### Work request
Please retype, unchanged, each line from the top of the material below through the line where "const PAGE_HEIGHT: i64 = 842;" appears.

────────────────

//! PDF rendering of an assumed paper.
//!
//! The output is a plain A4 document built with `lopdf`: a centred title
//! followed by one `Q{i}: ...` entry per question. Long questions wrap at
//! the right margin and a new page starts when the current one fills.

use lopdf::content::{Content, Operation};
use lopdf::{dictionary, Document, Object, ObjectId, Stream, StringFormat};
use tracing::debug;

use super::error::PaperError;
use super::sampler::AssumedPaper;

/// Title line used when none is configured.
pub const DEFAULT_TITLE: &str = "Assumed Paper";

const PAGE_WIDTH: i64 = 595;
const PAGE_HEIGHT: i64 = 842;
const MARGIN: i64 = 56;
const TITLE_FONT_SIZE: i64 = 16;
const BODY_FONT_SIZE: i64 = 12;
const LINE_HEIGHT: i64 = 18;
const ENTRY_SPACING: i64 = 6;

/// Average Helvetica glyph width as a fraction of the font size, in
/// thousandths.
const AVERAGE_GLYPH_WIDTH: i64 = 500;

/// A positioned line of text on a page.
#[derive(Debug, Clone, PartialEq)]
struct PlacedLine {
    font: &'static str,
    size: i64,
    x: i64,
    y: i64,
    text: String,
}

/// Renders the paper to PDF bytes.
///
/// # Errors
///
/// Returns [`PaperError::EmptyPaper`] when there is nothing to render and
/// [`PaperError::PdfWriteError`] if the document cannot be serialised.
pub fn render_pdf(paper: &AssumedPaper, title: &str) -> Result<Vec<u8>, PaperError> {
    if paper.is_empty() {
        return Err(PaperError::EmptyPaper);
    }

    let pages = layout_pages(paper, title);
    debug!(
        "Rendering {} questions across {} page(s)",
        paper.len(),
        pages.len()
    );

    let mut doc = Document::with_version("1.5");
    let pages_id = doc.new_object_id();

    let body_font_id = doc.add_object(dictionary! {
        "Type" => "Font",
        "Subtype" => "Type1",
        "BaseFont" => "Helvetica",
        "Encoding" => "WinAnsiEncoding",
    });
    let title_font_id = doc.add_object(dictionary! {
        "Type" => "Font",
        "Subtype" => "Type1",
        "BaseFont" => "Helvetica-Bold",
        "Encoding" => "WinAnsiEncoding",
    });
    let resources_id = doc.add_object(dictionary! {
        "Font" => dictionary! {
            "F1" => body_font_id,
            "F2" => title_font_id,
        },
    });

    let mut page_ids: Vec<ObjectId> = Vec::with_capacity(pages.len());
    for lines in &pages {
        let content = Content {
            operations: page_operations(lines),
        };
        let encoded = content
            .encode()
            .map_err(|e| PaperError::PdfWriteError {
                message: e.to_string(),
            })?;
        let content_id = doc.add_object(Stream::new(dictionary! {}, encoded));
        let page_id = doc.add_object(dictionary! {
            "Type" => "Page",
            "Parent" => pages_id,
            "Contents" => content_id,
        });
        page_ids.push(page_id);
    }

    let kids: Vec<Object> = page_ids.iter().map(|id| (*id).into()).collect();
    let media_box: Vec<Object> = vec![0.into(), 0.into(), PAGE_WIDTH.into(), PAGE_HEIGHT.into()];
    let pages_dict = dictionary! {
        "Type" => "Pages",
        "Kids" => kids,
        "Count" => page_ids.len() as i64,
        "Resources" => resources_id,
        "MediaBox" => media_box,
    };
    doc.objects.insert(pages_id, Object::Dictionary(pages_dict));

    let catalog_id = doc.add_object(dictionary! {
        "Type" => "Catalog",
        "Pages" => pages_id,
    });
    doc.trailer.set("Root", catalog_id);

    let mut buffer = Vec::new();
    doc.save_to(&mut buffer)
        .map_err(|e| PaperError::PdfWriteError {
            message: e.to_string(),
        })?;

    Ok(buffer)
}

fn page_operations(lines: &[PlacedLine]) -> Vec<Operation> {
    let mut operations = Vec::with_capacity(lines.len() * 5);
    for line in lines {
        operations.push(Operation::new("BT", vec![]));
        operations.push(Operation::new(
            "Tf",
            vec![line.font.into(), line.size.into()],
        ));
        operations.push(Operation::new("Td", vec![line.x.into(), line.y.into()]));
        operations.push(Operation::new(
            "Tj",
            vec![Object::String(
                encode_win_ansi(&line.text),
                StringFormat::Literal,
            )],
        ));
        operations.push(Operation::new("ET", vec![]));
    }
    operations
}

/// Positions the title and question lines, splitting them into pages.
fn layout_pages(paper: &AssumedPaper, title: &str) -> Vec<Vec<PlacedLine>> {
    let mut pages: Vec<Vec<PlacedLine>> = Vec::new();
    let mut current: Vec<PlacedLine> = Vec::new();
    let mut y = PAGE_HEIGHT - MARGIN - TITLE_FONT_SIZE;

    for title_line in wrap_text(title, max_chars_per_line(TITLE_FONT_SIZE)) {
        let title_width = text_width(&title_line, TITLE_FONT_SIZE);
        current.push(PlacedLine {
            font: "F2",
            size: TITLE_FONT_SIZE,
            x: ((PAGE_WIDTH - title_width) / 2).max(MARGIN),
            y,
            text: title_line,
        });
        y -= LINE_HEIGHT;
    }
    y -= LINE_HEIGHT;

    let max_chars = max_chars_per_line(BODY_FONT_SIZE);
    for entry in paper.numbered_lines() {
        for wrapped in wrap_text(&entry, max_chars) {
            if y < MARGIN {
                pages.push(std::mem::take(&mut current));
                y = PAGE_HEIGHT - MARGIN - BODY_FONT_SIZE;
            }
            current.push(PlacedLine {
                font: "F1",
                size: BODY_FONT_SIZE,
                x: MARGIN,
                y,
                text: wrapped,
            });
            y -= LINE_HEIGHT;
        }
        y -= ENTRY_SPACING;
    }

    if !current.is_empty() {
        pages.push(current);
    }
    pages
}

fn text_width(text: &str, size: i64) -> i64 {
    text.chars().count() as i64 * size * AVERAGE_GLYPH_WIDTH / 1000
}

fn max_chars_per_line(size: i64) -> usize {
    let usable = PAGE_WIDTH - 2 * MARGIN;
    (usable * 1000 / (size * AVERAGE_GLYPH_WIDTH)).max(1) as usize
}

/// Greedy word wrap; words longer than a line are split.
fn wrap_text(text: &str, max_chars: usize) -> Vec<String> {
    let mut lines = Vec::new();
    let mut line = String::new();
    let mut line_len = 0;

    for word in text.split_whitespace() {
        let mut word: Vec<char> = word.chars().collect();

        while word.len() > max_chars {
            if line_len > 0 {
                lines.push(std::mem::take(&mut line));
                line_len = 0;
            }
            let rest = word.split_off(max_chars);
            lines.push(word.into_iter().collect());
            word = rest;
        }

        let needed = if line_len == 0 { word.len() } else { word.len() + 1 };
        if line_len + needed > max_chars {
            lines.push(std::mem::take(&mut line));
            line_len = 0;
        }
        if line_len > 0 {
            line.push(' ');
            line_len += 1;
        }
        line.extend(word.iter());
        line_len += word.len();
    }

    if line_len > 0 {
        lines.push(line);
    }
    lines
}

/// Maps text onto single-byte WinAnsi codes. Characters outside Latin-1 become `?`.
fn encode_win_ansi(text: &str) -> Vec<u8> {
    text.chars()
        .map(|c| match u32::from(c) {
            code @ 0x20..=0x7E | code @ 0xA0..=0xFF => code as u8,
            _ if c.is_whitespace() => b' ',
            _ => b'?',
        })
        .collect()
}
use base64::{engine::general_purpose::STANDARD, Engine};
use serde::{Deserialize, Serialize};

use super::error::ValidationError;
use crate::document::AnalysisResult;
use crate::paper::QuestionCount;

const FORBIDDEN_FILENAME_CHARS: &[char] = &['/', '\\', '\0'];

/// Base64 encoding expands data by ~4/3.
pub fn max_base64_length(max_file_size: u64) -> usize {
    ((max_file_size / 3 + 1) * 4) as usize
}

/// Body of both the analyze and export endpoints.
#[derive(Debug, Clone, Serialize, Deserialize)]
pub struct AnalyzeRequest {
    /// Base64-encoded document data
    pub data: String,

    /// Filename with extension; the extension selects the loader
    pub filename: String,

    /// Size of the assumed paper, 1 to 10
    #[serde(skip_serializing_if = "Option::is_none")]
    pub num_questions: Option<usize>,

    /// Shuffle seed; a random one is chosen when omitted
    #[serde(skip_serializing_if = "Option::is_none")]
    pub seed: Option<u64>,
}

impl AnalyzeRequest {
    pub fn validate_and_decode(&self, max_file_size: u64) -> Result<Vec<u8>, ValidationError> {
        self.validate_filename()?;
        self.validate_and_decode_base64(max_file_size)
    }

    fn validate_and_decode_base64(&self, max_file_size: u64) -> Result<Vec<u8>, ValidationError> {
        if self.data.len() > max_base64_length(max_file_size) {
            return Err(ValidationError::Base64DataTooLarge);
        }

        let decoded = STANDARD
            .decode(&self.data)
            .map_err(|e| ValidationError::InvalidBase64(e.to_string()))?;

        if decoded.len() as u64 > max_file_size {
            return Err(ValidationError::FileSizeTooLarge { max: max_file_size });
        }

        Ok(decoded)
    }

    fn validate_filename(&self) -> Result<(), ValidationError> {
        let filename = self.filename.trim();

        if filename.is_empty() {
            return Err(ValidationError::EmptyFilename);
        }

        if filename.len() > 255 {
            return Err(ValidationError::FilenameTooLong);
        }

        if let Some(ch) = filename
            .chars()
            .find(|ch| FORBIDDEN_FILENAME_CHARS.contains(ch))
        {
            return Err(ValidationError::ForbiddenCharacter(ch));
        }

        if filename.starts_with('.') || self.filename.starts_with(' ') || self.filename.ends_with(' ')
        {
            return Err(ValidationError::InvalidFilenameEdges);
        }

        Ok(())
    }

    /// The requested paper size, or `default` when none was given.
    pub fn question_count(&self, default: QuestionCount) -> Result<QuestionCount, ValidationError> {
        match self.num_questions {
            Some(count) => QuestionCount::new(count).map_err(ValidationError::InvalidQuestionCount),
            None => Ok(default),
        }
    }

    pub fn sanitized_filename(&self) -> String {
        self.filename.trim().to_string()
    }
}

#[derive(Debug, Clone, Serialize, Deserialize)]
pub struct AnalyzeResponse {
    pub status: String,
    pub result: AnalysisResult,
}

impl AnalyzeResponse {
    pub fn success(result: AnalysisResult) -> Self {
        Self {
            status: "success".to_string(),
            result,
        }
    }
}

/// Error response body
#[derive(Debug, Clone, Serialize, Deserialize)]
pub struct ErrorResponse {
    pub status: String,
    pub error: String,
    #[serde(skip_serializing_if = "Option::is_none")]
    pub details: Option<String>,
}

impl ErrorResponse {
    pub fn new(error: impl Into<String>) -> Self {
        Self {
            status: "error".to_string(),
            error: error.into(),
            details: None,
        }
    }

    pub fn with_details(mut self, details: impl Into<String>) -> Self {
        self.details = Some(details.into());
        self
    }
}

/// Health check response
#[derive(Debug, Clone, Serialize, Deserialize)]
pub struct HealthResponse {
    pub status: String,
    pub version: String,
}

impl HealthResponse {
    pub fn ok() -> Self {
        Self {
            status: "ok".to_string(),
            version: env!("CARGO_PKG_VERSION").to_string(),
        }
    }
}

────────────────

### Completed task
//! PDF rendering of an assumed paper.
//!
//! The output is a plain A4 document built with `lopdf`: a centred title
//! followed by one `Q{i}: ...` entry per question. Long questions wrap at
//! the right margin and a new page starts when the current one fills.

use lopdf::content::{Content, Operation};
use lopdf::{dictionary, Document, Object, ObjectId, Stream, StringFormat};
use tracing::debug;

use super::error::PaperError;
use super::sampler::AssumedPaper;

/// Title line used when none is configured.
pub const DEFAULT_TITLE: &str = "Assumed Paper";

const PAGE_WIDTH: i64 = 595;
const PAGE_HEIGHT: i64 = 842;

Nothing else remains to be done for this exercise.